Launching a product in the Agrochemical Industry: a 5-stages process
Jun. 19, 2020
Author: Guillermo Sáez, a goal-oriented Product Manager, Business Intelligence, and data-driven professional with 8 years of multinational work-experience
Taking advantage of my time during this pandemic, and after finishing 2-years of studying here in the U.S., I have decided to start writing about things that I have learnt throughout my 10-years of professional career. Having said that, in this first chapter, I will show a glimpse about the process of launching products in the agrochemical industry and the complexity involved in it.
As many people may think, launching a product into the market involves a complex setup in order to achieve that goal. In that sense, this interconnected machinary must be oiled and streamlined so that each participant in it understands its crucial role to ensure the success of this process.
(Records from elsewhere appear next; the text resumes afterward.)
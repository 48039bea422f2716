use axum::{http::Method, Router};
use tower_http::cors::CorsLayer;
use tower_http::trace::TraceLayer;

pub mod error;
pub mod observers;
pub mod relay;
pub mod state;
pub mod tickets;

pub use state::AppState;

pub fn app(state: AppState) -> Router {
    // CORS Middleware
    let cors = CorsLayer::new()
        .allow_origin(tower_http::cors::Any)
        .allow_methods([Method::GET, Method::POST, Method::OPTIONS])
        .allow_headers([axum::http::header::CONTENT_TYPE]);

    Router::new()
        .merge(tickets::routes())
        .merge(relay::routes())
        .layer(cors)
        .layer(TraceLayer::new_for_http())
        .with_state(state)
}
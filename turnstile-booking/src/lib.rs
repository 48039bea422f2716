pub mod intake;
pub mod seeding;
pub mod settlement;

pub use intake::{PublishPolicy, ReservationIntake};
pub use seeding::SeedService;
pub use settlement::SettlementWorker;
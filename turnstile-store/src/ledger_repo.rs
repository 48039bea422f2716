use async_trait::async_trait;
use chrono::{DateTime, Utc};
use sqlx::PgPool;
use tracing::info;
use uuid::Uuid;

use turnstile_core::{
    Booking, BookingError, BookingResult, BookingStatus, Ledger, SettleOutcome, Ticket,
};

pub struct StoreLedger {
    pool: PgPool,
}

impl StoreLedger {
    pub fn new(pool: PgPool) -> Self {
        Self { pool }
    }
}

// Internal structs for type-safe querying
#[derive(sqlx::FromRow)]
struct TicketRow {
    id: Uuid,
    event_name: String,
    total_count: i64,
    available_count: i64,
    version: i64,
}

impl TicketRow {
    fn into_ticket(self) -> Ticket {
        Ticket {
            id: self.id,
            event_name: self.event_name,
            total_count: self.total_count,
            available_count: self.available_count,
            version: self.version,
        }
    }
}

#[derive(sqlx::FromRow)]
struct BookingRow {
    id: Uuid,
    ticket_id: Uuid,
    buyer_id: Uuid,
    status: String,
    created_at: DateTime<Utc>,
}

impl BookingRow {
    fn into_booking(self) -> BookingResult<Booking> {
        Ok(Booking {
            id: self.id,
            ticket_id: self.ticket_id,
            buyer_id: self.buyer_id,
            status: BookingStatus::parse(&self.status)?,
            created_at: self.created_at,
        })
    }
}

fn storage_err(e: sqlx::Error) -> BookingError {
    BookingError::Storage(e.to_string())
}

const INSERT_BOOKING: &str = r#"
    INSERT INTO bookings (id, ticket_id, buyer_id, status, created_at)
    VALUES ($1, $2, $3, $4, $5)
    ON CONFLICT (id) DO NOTHING
"#;

const UPDATE_TICKET: &str = r#"
    UPDATE tickets
    SET available_count = $1, version = version + 1
    WHERE id = $2 AND version = $3
"#;

#[async_trait]
impl Ledger for StoreLedger {
    async fn get_ticket(&self, id: Uuid) -> BookingResult<Option<Ticket>> {
        let row = sqlx::query_as::<_, TicketRow>(
            "SELECT id, event_name, total_count, available_count, version FROM tickets WHERE id = $1",
        )
        .bind(id)
        .fetch_optional(&self.pool)
        .await
        .map_err(storage_err)?;

        Ok(row.map(TicketRow::into_ticket))
    }

    async fn add_ticket(&self, ticket: &Ticket) -> BookingResult<bool> {
        let result = sqlx::query(
            r#"
            INSERT INTO tickets (id, event_name, total_count, available_count, version)
            VALUES ($1, $2, $3, $4, $5)
            ON CONFLICT (id) DO NOTHING
            "#,
        )
        .bind(ticket.id)
        .bind(&ticket.event_name)
        .bind(ticket.total_count)
        .bind(ticket.available_count)
        .bind(ticket.version)
        .execute(&self.pool)
        .await
        .map_err(storage_err)?;

        Ok(result.rows_affected() == 1)
    }

    async fn update_ticket(&self, ticket: &Ticket) -> BookingResult<()> {
        let result = sqlx::query(UPDATE_TICKET)
            .bind(ticket.available_count)
            .bind(ticket.id)
            .bind(ticket.version)
            .execute(&self.pool)
            .await
            .map_err(storage_err)?;

        // Zero rows means the version moved under us (or the row vanished,
        // which settlement treats the same way).
        if result.rows_affected() == 0 {
            return Err(BookingError::ConcurrencyConflict(ticket.id));
        }
        Ok(())
    }

    async fn get_booking(&self, id: Uuid) -> BookingResult<Option<Booking>> {
        let row = sqlx::query_as::<_, BookingRow>(
            "SELECT id, ticket_id, buyer_id, status, created_at FROM bookings WHERE id = $1",
        )
        .bind(id)
        .fetch_optional(&self.pool)
        .await
        .map_err(storage_err)?;

        row.map(BookingRow::into_booking).transpose()
    }

    async fn add_booking(&self, booking: &Booking) -> BookingResult<bool> {
        let result = sqlx::query(INSERT_BOOKING)
            .bind(booking.id)
            .bind(booking.ticket_id)
            .bind(booking.buyer_id)
            .bind(booking.status.as_str())
            .bind(booking.created_at)
            .execute(&self.pool)
            .await
            .map_err(storage_err)?;

        Ok(result.rows_affected() == 1)
    }

    async fn settle(&self, ticket: &Ticket, booking: &Booking) -> BookingResult<SettleOutcome> {
        let mut tx = self.pool.begin().await.map_err(storage_err)?;

        // Booking insert goes first: a duplicate delivery must bail out
        // before it can touch the ticket count.
        let inserted = sqlx::query(INSERT_BOOKING)
            .bind(booking.id)
            .bind(booking.ticket_id)
            .bind(booking.buyer_id)
            .bind(booking.status.as_str())
            .bind(booking.created_at)
            .execute(&mut *tx)
            .await
            .map_err(storage_err)?;

        if inserted.rows_affected() == 0 {
            tx.rollback().await.map_err(storage_err)?;
            return Ok(SettleOutcome::AlreadySettled);
        }

        let updated = sqlx::query(UPDATE_TICKET)
            .bind(ticket.available_count)
            .bind(ticket.id)
            .bind(ticket.version)
            .execute(&mut *tx)
            .await
            .map_err(storage_err)?;

        if updated.rows_affected() == 0 {
            tx.rollback().await.map_err(storage_err)?;
            return Err(BookingError::ConcurrencyConflict(ticket.id));
        }

        tx.commit().await.map_err(storage_err)?;
        info!(
            "Settled booking {} on ticket {}: {} left",
            booking.id, ticket.id, ticket.available_count
        );
        Ok(SettleOutcome::Applied)
    }
}
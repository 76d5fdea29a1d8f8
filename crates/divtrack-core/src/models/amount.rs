//! Fixed-precision currency amount

use std::fmt;
use std::str::FromStr;

use rust_decimal::prelude::ToPrimitive;
use rust_decimal::{Decimal, RoundingStrategy};
use serde::de::{self, Visitor};
use serde::{Deserialize, Deserializer, Serialize, Serializer};

use crate::error::{Error, Result};

/// Number of fractional digits every amount carries
pub const AMOUNT_SCALE: u32 = 2;

/// A currency value held as a decimal with exactly two fractional digits.
///
/// Its value in cents always fits in an `i64`; anything larger is rejected
/// when the amount is built. Serializes as a JSON number. Deserializes from a
/// JSON number or a numeric string; extra precision is rounded half away from
/// zero.
#[derive(Debug, Clone, Copy, PartialEq, Eq, PartialOrd, Ord, Serialize)]
#[serde(transparent)]
pub struct Amount(Decimal);

fn largest_amount() -> Decimal {
    Decimal::new(i64::MAX, AMOUNT_SCALE)
}

impl Amount {
    /// Normalize a decimal to two fractional digits, rejecting values whose
    /// cents do not fit in an `i64`
    pub fn new(value: Decimal) -> Result<Self> {
        let mut value =
            value.round_dp_with_strategy(AMOUNT_SCALE, RoundingStrategy::MidpointAwayFromZero);
        if value.abs() > largest_amount() {
            return Err(Error::InvalidInput(format!("amount {value} is out of range")));
        }
        value.rescale(AMOUNT_SCALE);
        Ok(Self(value))
    }

    #[must_use]
    pub fn zero() -> Self {
        Self::from_minor_units(0)
    }

    /// Build an amount from integer cents
    #[must_use]
    pub fn from_minor_units(cents: i64) -> Self {
        Self(Decimal::new(cents, AMOUNT_SCALE))
    }

    /// Integer cents, as stored by the relational backend
    pub fn to_minor_units(self) -> Result<i64> {
        self.0
            .checked_mul(Decimal::ONE_HUNDRED)
            .and_then(|cents| cents.to_i64())
            .ok_or_else(|| Error::InvalidInput(format!("amount {self} is out of range")))
    }

    /// Parse a decimal string such as `"12.5"` or `" 8.25 "`
    pub fn parse(value: &str) -> Result<Self> {
        Self::new(Decimal::from_str(value.trim())?)
    }

    /// `self + rhs`, or an error when the sum leaves the supported range
    pub fn checked_add(self, rhs: Self) -> Result<Self> {
        let sum = self
            .0
            .checked_add(rhs.0)
            .ok_or_else(|| Error::InvalidInput("amount total overflowed".to_string()))?;
        Self::new(sum)
    }

    /// Add up `amounts`, failing instead of overflowing
    pub fn total<'a>(amounts: impl IntoIterator<Item = &'a Self>) -> Result<Self> {
        amounts
            .into_iter()
            .try_fold(Self::zero(), |total, amount| total.checked_add(*amount))
    }
}

impl Default for Amount {
    fn default() -> Self {
        Self::zero()
    }
}

impl fmt::Display for Amount {
    fn fmt(&self, f: &mut fmt::Formatter<'_>) -> fmt::Result {
        write!(f, "{}", self.0)
    }
}

impl FromStr for Amount {
    type Err = Error;

    fn from_str(s: &str) -> Result<Self> {
        Self::parse(s)
    }
}

/// Serde adapter that writes an amount as decimal text, for storage that must
/// not round-trip through a float. Reading accepts text or numbers.
pub mod as_text {
    use super::{Amount, Deserialize, Deserializer, Serializer};

    pub fn serialize<S: Serializer>(amount: &Amount, serializer: S) -> Result<S::Ok, S::Error> {
        serializer.collect_str(amount)
    }

    pub fn deserialize<'de, D: Deserializer<'de>>(deserializer: D) -> Result<Amount, D::Error> {
        Amount::deserialize(deserializer)
    }
}

struct AmountVisitor;

impl Visitor<'_> for AmountVisitor {
    type Value = Amount;

    fn expecting(&self, formatter: &mut fmt::Formatter<'_>) -> fmt::Result {
        formatter.write_str("a decimal amount as a number or numeric string")
    }

    fn visit_i64<E: de::Error>(self, value: i64) -> std::result::Result<Amount, E> {
        Amount::new(Decimal::from(value)).map_err(E::custom)
    }

    fn visit_u64<E: de::Error>(self, value: u64) -> std::result::Result<Amount, E> {
        Amount::new(Decimal::from(value)).map_err(E::custom)
    }

    fn visit_f64<E: de::Error>(self, value: f64) -> std::result::Result<Amount, E> {
        let value = Decimal::try_from(value)
            .map_err(|_| E::custom(format!("amount {value} is not representable")))?;
        Amount::new(value).map_err(E::custom)
    }

    fn visit_str<E: de::Error>(self, value: &str) -> std::result::Result<Amount, E> {
        Amount::parse(value).map_err(E::custom)
    }
}

impl<'de> Deserialize<'de> for Amount {
    fn deserialize<D: Deserializer<'de>>(deserializer: D) -> std::result::Result<Self, D::Error> {
        deserializer.deserialize_any(AmountVisitor)
    }
}

#[cfg(test)]
mod tests {
    use super::*;
    use pretty_assertions::assert_eq;

    #[test]
    fn amounts_always_carry_two_decimals() {
        assert_eq!(Amount::parse("15").unwrap().to_string(), "15.00");
        assert_eq!(Amount::parse("8.25").unwrap().to_string(), "8.25");
        assert_eq!(Amount::parse("0.125").unwrap().to_string(), "0.13");
    }

    #[test]
    fn minor_units_roundtrip_exactly() {
        let amount = Amount::parse("1234.56").unwrap();
        assert_eq!(amount.to_minor_units().unwrap(), 123_456);
        assert_eq!(Amount::from_minor_units(123_456), amount);
    }

    #[test]
    fn deserializes_numbers_and_strings() {
        let from_float: Amount = serde_json::from_str("12.5").unwrap();
        let from_int: Amount = serde_json::from_str("12").unwrap();
        let from_text: Amount = serde_json::from_str("\"12.50\"").unwrap();
        assert_eq!(from_float, Amount::from_minor_units(1250));
        assert_eq!(from_int, Amount::from_minor_units(1200));
        assert_eq!(from_text, Amount::from_minor_units(1250));
    }

    #[test]
    fn rejects_non_numeric_text() {
        assert!(serde_json::from_str::<Amount>("\"twelve\"").is_err());
        assert!(serde_json::from_str::<Amount>("true").is_err());
    }

    #[test]
    fn summing_does_not_drift() {
        let dimes = vec![Amount::parse("0.10").unwrap(); 10];
        assert_eq!(Amount::total(&dimes).unwrap(), Amount::parse("1.00").unwrap());
    }

    #[test]
    fn range_ends_at_i64_cents() {
        let largest = Amount::parse("92233720368547758.07").unwrap();
        assert_eq!(largest.to_minor_units().unwrap(), i64::MAX);
        assert_eq!(largest.to_string(), "92233720368547758.07");

        let err = Amount::parse("92233720368547758.08").unwrap_err();
        assert_eq!(err.kind(), crate::ErrorKind::InvalidInput);
        assert!(Amount::parse("-92233720368547758.08").is_err());
    }

    #[test]
    fn huge_values_are_rejected_not_panicking() {
        let err = Amount::parse("1000000000000000000000000000").unwrap_err();
        assert!(err.to_string().contains("out of range"));

        let from_json = serde_json::from_str::<Amount>("1e28").unwrap_err();
        assert!(from_json.to_string().contains("out of range"));
        assert!(serde_json::from_str::<Amount>("\"1000000000000000000000\"").is_err());
    }

    #[test]
    fn totals_fail_instead_of_overflowing() {
        let large = Amount::parse("50000000000000000.00").unwrap();
        assert!(large.checked_add(large).is_err());
        assert!(Amount::total(&[large, large]).is_err());
        assert_eq!(
            Amount::total(&[large]).unwrap().to_minor_units().unwrap(),
            5_000_000_000_000_000_000
        );
    }

    #[test]
    fn text_adapter_keeps_every_digit() {
        #[derive(Serialize, Deserialize)]
        struct Stored {
            #[serde(with = "as_text")]
            amount: Amount,
        }

        let amount = Amount::parse("12345678901234567.89").unwrap();
        let json = serde_json::to_string(&Stored { amount }).unwrap();
        assert_eq!(json, r#"{"amount":"12345678901234567.89"}"#);

        let back: Stored = serde_json::from_str(&json).unwrap();
        assert_eq!(back.amount, amount);
        let legacy: Stored = serde_json::from_str(r#"{"amount":12.5}"#).unwrap();
        assert_eq!(legacy.amount.to_string(), "12.50");
    }
}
Now, before jumping to the core part of this article, we must focus on two soft skills before going further explaining the stages and departments involved when we are launching a product in an agrochemical industry. The first one is stakeholder management; this soft skill is crucial to ensure that each department works harmoniously avoiding delays and sharing timely information to each participant within the process. The second is effective communication of the process; this guarantees a common understanding of each participant's roles, ensures common knowledge about the risks involved if any mistake occurs during the process, and provides clarification about the potential impact at the end of the process if any mistakes occurs during it. Having that in mind, let's move on to the process itself that allows me to clarify several points and show the real complexity behind of this truly piece of art, which is Launching a Product.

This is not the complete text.